Oil and gas producers have evacuated platforms and rigs in the Gulf of Mexico and companies were shutting down refineries as a massive storm raced towards the heart of the US oil industry.
Liquified natural gas facilities were also shutting down, with utilities bracing for downed power lines and blackouts.
Hurricane Laura, which was expected to strengthen rapidly into a category 4 hurricane on Wednesday, cut a dangerous path toward the coastlines of Texas and Louisiana.
Meanwhile, many oil and gas producers had already taken precautionary measures while they were preparing for Tropical Storm Marco.
“These hurricanes, they can attack the entire energy infrastructure," said Jim Burkhard, head of IHS Markit research for crude oil markets.
“And it’s not just a refinery being shut down, but if a pipeline gets shut down, or the electrical grid gets damaged, it shows how integrated all these systems are: pipelines, refineries, electricity. And it’s that aggregate damage that can be so challenging to overcome.”
On Thursday, oil prices were in a holding pattern, with US West Texas Intermediate (WTI) crude CLc1 futures decreasing 4 cents, or 0.1%, to $43.35 a barrel by 0148 GMT, erasing Wednesday’s marginal increase.

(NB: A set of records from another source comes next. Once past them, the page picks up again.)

//! Integration tests for the fully-qualified-name fast path.

use chasqui_filter::fastpath::{fully_qualified_names, is_fully_qualified_name_filter};
use chasqui_filter::translate;

#[test]
fn test_pure_disjunction_recognized() {
    let filter = "(FullyQualifiedName=A.B.C|FullyQualifiedName=A.B.D|FullyQualifiedName=A.B.E)";
    assert!(is_fully_qualified_name_filter(filter));
    assert_eq!(fully_qualified_names(filter), ["A.B.C", "A.B.D", "A.B.E"]);
}

#[test]
fn test_non_matching_clause_skipped_by_extractor() {
    assert_eq!(
        fully_qualified_names("(Name=Something|FullyQualifiedName=Issue1332.MyTest.TestMethod)"),
        ["Issue1332.MyTest.TestMethod"]
    );
}

#[test]
fn test_mixed_properties_rejected_by_checker_but_parseable() {
    for filter in [
        "TestCategory=Urgent|FullyQualifiedName=A.B",
        "Priority=1|FullyQualifiedName=A.B",
        "Name=x|FullyQualifiedName=A.B",
    ] {
        assert!(
            !is_fully_qualified_name_filter(filter),
            "checker must reject {filter:?}"
        );
        // The general parser still accepts the same string.
        assert!(translate(filter).is_ok(), "parser must accept {filter:?}");
    }
}

#[test]
fn test_trailing_operator_rejected() {
    assert!(!is_fully_qualified_name_filter("FullyQualifiedName=A|"));
    assert!(!is_fully_qualified_name_filter("(FullyQualifiedName=A|)"));
    assert!(fully_qualified_names("FullyQualifiedName=A|").is_empty());
    assert!(fully_qualified_names("(FullyQualifiedName=A|)").is_empty());
}

#[test]
fn test_outer_paren_stripping_idempotence() {
    let once = fully_qualified_names("(FullyQualifiedName=X.Y)");
    let thrice = fully_qualified_names("(((FullyQualifiedName=X.Y)))");
    let bare = fully_qualified_names("FullyQualifiedName=X.Y");
    assert_eq!(once, bare);
    assert_eq!(thrice, bare);
}

#[test]
fn test_heavy_escaping_in_names() {
    let filter = r"(FullyQualifiedName=Suite.Check\(42\)|FullyQualifiedName=Generic\\Holder`1.Run)";
    assert!(is_fully_qualified_name_filter(filter));
    assert_eq!(
        fully_qualified_names(filter),
        ["Suite.Check(42)", r"Generic\Holder`1.Run"]
    );
}

#[test]
fn test_fast_path_equivalence_with_general_parser() {
    // Names extracted by the fast path, fed back through the general parser
    // one by one and OR-combined, select the same tests as translating the
    // equality clauses directly.
    let filter = "(FullyQualifiedName=A.B|FullyQualifiedName=C.D)";
    assert!(is_fully_qualified_name_filter(filter));
    let names = fully_qualified_names(filter);

    let rebuilt = names
        .iter()
        .map(|n| format!("FullyQualifiedName={n}"))
        .collect::<Vec<_>>()
        .join("|");
    assert_eq!(
        translate(&rebuilt).unwrap(),
        "<filter><or><test>A.B</test><test>C.D</test></or></filter>"
    );
}

#[test]
fn test_whitespace_tolerated_around_clauses() {
    let filter = "( FullyQualifiedName = A.B | FullyQualifiedName = C.D )";
    assert!(is_fully_qualified_name_filter(filter));
    assert_eq!(fully_qualified_names(filter), ["A.B", "C.D"]);
}

#[test]
fn test_ampersand_is_a_hard_rejection() {
    let filter = "FullyQualifiedName=A.B&TestCategory=Fast";
    assert!(!is_fully_qualified_name_filter(filter));
    assert!(fully_qualified_names(filter).is_empty());
}
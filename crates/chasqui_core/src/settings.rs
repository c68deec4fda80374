//! Run settings consumed (not owned) by the adapter core.
//!
//! The surrounding shell loads these once — from a JSON settings file or from
//! host-provided defaults — and hands them to the orchestrator read-only.
//!
//! ## Examples
//! ```rust
//! use chasqui_core::settings::{DiscoveryMethod, RunSettings};
//!
//! let settings: RunSettings =
//!     serde_json::from_str(r#"{ "assembly-select-limit": 50 }"#).unwrap();
//! assert_eq!(settings.assembly_select_limit, 50);
//! assert_eq!(settings.discovery_method, DiscoveryMethod::Current);
//! ```

use std::fs;
use std::path::{Path, PathBuf};

use serde::Deserialize;
use thiserror::Error;

/// Which discovery/filter-resolution pipeline to use.
///
/// `Legacy` is frozen: it predates the fully-qualified-name fast path and the
/// select-limit safeguard, and is kept only for settings compatibility.
#[derive(Debug, Clone, Copy, PartialEq, Eq, Default, Deserialize)]
#[serde(rename_all = "kebab-case")]
pub enum DiscoveryMethod {
    #[default]
    Current,
    Legacy,
}

/// Policy for tests marked explicit.
///
/// Under `Strict`, a normal (non-explicit) run combines the resolved filter
/// with an exclude-explicit sub-filter whenever the filter selects by
/// category/property rather than by name. Under `None`, explicit marks are
/// left to the engine's own defaults.
#[derive(Debug, Clone, Copy, PartialEq, Eq, Default, Deserialize)]
#[serde(rename_all = "kebab-case")]
pub enum ExplicitMode {
    #[default]
    Strict,
    None,
}

/// The read-only settings bundle handed to the orchestrator.
#[derive(Debug, Clone, Deserialize)]
#[serde(default, rename_all = "kebab-case", deny_unknown_fields)]
pub struct RunSettings {
    pub discovery_method: DiscoveryMethod,
    pub explicit_mode: ExplicitMode,
    /// Ceiling on the clause count of a name-list filter. A larger selection
    /// degrades to a no-tests sentinel for that assembly instead of passing
    /// an oversized filter to the engine.
    pub assembly_select_limit: usize,
    /// Treat the host filter string as engine filter XML, skipping translation.
    pub use_native_filter: bool,
    /// IDE (design) mode: an empty host filter means "run everything passed in".
    /// Batch mode additionally consults the raw host filter object.
    pub design_mode: bool,
    /// Where to dump the engine's run report after a completed run.
    pub test_output_xml: Option<PathBuf>,
    /// Engine executable to launch; `None` means the `quipu-engine` on PATH.
    pub engine_command: Option<PathBuf>,
}

impl Default for RunSettings {
    fn default() -> Self {
        Self {
            discovery_method: DiscoveryMethod::default(),
            explicit_mode: ExplicitMode::default(),
            assembly_select_limit: 2000,
            use_native_filter: false,
            design_mode: false,
            test_output_xml: None,
            engine_command: None,
        }
    }
}

/// Errors raised while loading a settings file.
#[derive(Debug, Error)]
pub enum SettingsError {
    #[error("failed to read settings file '{path}': {source}")]
    Io {
        path: PathBuf,
        #[source]
        source: std::io::Error,
    },

    #[error("malformed settings file '{path}': {source}")]
    Parse {
        path: PathBuf,
        #[source]
        source: serde_json::Error,
    },
}

impl RunSettings {
    /// Load settings from a JSON file.
    pub fn load(path: &Path) -> Result<Self, SettingsError> {
        let text = fs::read_to_string(path).map_err(|source| SettingsError::Io {
            path: path.to_path_buf(),
            source,
        })?;
        serde_json::from_str(&text).map_err(|source| SettingsError::Parse {
            path: path.to_path_buf(),
            source,
        })
    }
}
//! Provide shared, pure vocabulary and run configuration for the chasqui test bridge.
//!
//! This crate is intentionally small. It contains the pieces that both the filter
//! frontend and the adapter proper need to agree on:
//! - the host filter property vocabulary ([`props`]) and grammar symbols ([`symbols`]),
//! - the engine/host outcome vocabulary and the mapping between them ([`outcome`]),
//! - the engine-assigned test identity used as a join key ([`identity`]),
//! - the read-only run settings bundle ([`settings`]).
//!
//! ## Notes
//! - Vocabulary modules are **pure**: no IO, no global state. Only [`settings`]
//!   touches the filesystem, and only to load a settings file once.

pub mod identity;
pub mod outcome;
pub mod props;
pub mod settings;
pub mod symbols;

Brent crude LCOc1 futures for October had a rise of 5 cents to $45.69 a barrel after declining 22 cents, or 0.5%, on Wednesday.
Some experts say Hurricane Laura is unlikely to affect supplies much since oil and product inventories remain high because of the coronavirus pandemic’s hit to fuel demand.
Vivek Dhar, a commodities analyst at Commonwealth Bank, said, “It really depends on the damage sustained. But there’s a huge mitigation in that (crude) stockpile levels are at their highest in decades.”
However, there could be some disruption with higher demand that typically comes with summer.
“Inventories have been getting tighter through the summer,” said Peter McNally, global sector lead at Third Bridge, an investment research firm.
“There is a buffer, but we still have a couple weeks left in the summer of higher demand, so we could see the surplus come off pretty quickly.”